# ASSIGNMENT
Transcribe every entry precisely, omitting nothing.

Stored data
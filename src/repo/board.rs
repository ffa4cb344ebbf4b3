use sqlx::SqlitePool;
use std::sync::Arc;
use uuid::Uuid;

use crate::error::{AppError, Result};
use crate::models::{Board, BoardSummary, DEFAULT_BOARD_ICON};

#[derive(Clone)]
pub struct BoardRepository {
    pool: Arc<SqlitePool>,
}

impl BoardRepository {
    pub fn new(pool: Arc<SqlitePool>) -> Self {
        Self { pool }
    }

    pub async fn create(
        &self,
        owner_id: Uuid,
        name: &str,
        description: Option<&str>,
        icon: Option<&str>,
    ) -> Result<Board> {
        let board = sqlx::query_as::<_, Board>(
            r#"
            INSERT INTO boards (id, name, description, icon, owner_id, created_at, updated_at)
            VALUES ($1, $2, $3, $4, $5, datetime('now'), datetime('now'))
            RETURNING *
            "#,
        )
        .bind(Uuid::new_v4())
        .bind(name)
        .bind(description)
        .bind(icon.unwrap_or(DEFAULT_BOARD_ICON))
        .bind(owner_id)
        .fetch_one(self.pool.as_ref())
        .await?;

        Ok(board)
    }

    pub async fn find_by_id(&self, id: Uuid) -> Result<Option<Board>> {
        let board = sqlx::query_as::<_, Board>("SELECT * FROM boards WHERE id = $1")
            .bind(id)
            .fetch_optional(self.pool.as_ref())
            .await?;

        Ok(board)
    }

    pub async fn get_by_id(&self, id: Uuid) -> Result<Board> {
        self.find_by_id(id).await?.ok_or(AppError::NotFound("Board"))
    }

    /// The owner's boards, most recently touched first, with list and
    /// contact counts.
    pub async fn list_by_owner(&self, owner_id: Uuid) -> Result<Vec<BoardSummary>> {
        let boards = sqlx::query_as::<_, BoardSummary>(
            r#"
            SELECT b.*,
                   (SELECT COUNT(*) FROM lists l WHERE l.board_id = b.id) AS list_count,
                   (SELECT COUNT(*) FROM cards c
                      INNER JOIN lists l ON c.list_id = l.id
                      WHERE l.board_id = b.id) AS card_count
            FROM boards b
            WHERE b.owner_id = $1
            ORDER BY b.updated_at DESC
            "#,
        )
        .bind(owner_id)
        .fetch_all(self.pool.as_ref())
        .await?;

        Ok(boards)
    }

    pub async fn update(
        &self,
        id: Uuid,
        name: Option<&str>,
        description: Option<&str>,
        icon: Option<&str>,
    ) -> Result<Board> {
        sqlx::query_as::<_, Board>(
            r#"
            UPDATE boards
            SET name = COALESCE($2, name),
                description = COALESCE($3, description),
                icon = COALESCE($4, icon),
                updated_at = datetime('now')
            WHERE id = $1
            RETURNING *
            "#,
        )
        .bind(id)
        .bind(name)
        .bind(description)
        .bind(icon)
        .fetch_optional(self.pool.as_ref())
        .await?
        .ok_or(AppError::NotFound("Board"))
    }

    /// Deletes the board; its lists and cards go with it.
    pub async fn delete(&self, id: Uuid) -> Result<()> {
        let result = sqlx::query("DELETE FROM boards WHERE id = $1")
            .bind(id)
            .execute(self.pool.as_ref())
            .await?;

        if result.rows_affected() == 0 {
            return Err(AppError::NotFound("Board"));
        }

        Ok(())
    }
}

# RESPONSE TO THIS TASK
filename src/repo/board.rs
repository ffa4cb344ebbf4b3
use sqlx::SqlitePool;
use std::sync::Arc;
use uuid::Uuid;

use crate::error::{AppError, Result};
use crate::models::{Board, BoardSummary, DEFAULT_BOARD_ICON};

#[derive(Clone)]
pub struct BoardRepository {
    pool: Arc<SqlitePool>,
}

impl BoardRepository {
    pub fn new(pool: Arc<SqlitePool>) -> Self {
        Self { pool }
    }

    pub async fn create(
        &self,
        owner_id: Uuid,
        name: &str,
        description: Option<&str>,
        icon: Option<&str>,
    ) -> Result<Board> {
        let board = sqlx::query_as::<_, Board>(
            r#"
            INSERT INTO boards (id, name, description, icon, owner_id, created_at, updated_at)
            VALUES ($1, $2, $3, $4, $5, datetime('now'), datetime('now'))
            RETURNING *
            "#,
        )
        .bind(Uuid::new_v4())
        .bind(name)
        .bind(description)
        .bind(icon.unwrap_or(DEFAULT_BOARD_ICON))
        .bind(owner_id)
        .fetch_one(self.pool.as_ref())
        .await?;

        Ok(board)
    }

    pub async fn find_by_id(&self, id: Uuid) -> Result<Option<Board>> {
        let board = sqlx::query_as::<_, Board>("SELECT * FROM boards WHERE id = $1")
            .bind(id)
            .fetch_optional(self.pool.as_ref())
            .await?;

        Ok(board)
    }

    pub async fn get_by_id(&self, id: Uuid) -> Result<Board> {
        self.find_by_id(id).await?.ok_or(AppError::NotFound("Board"))
    }

    /// The owner's boards, most recently touched first, with list and
    /// contact counts.
    pub async fn list_by_owner(&self, owner_id: Uuid) -> Result<Vec<BoardSummary>> {
        let boards = sqlx::query_as::<_, BoardSummary>(
            r#"
            SELECT b.*,
                   (SELECT COUNT(*) FROM lists l WHERE l.board_id = b.id) AS list_count,
                   (SELECT COUNT(*) FROM cards c
                      INNER JOIN lists l ON c.list_id = l.id
                      WHERE l.board_id = b.id) AS card_count
            FROM boards b
            WHERE b.owner_id = $1
            ORDER BY b.updated_at DESC
            "#,
        )
        .bind(owner_id)
        .fetch_all(self.pool.as_ref())
        .await?;

        Ok(boards)
    }

    pub async fn update(
        &self,
        id: Uuid,
        name: Option<&str>,
        description: Option<&str>,
        icon: Option<&str>,
    ) -> Result<Board> {
        sqlx::query_as::<_, Board>(
            r#"
            UPDATE boards
            SET name = COALESCE($2, name),
                description = COALESCE($3, description),
                icon = COALESCE($4, icon),
                updated_at = datetime('now')
            WHERE id = $1
            RETURNING *
            "#,
        )
        .bind(id)
        .bind(name)
        .bind(description)
        .bind(icon)
        .fetch_optional(self.pool.as_ref())
        .await?
        .ok_or(AppError::NotFound("Board"))
    }

    /// Deletes the board; its lists and cards go with it.
    pub async fn delete(&self, id: Uuid) -> Result<()> {
        let result = sqlx::query("DELETE FROM boards WHERE id = $1")
            .bind(id)
            .execute(self.pool.as_ref())
            .await?;

        if result.rows_affected() == 0 {
            return Err(AppError::NotFound("Board"));
        }

        Ok(())
    }
}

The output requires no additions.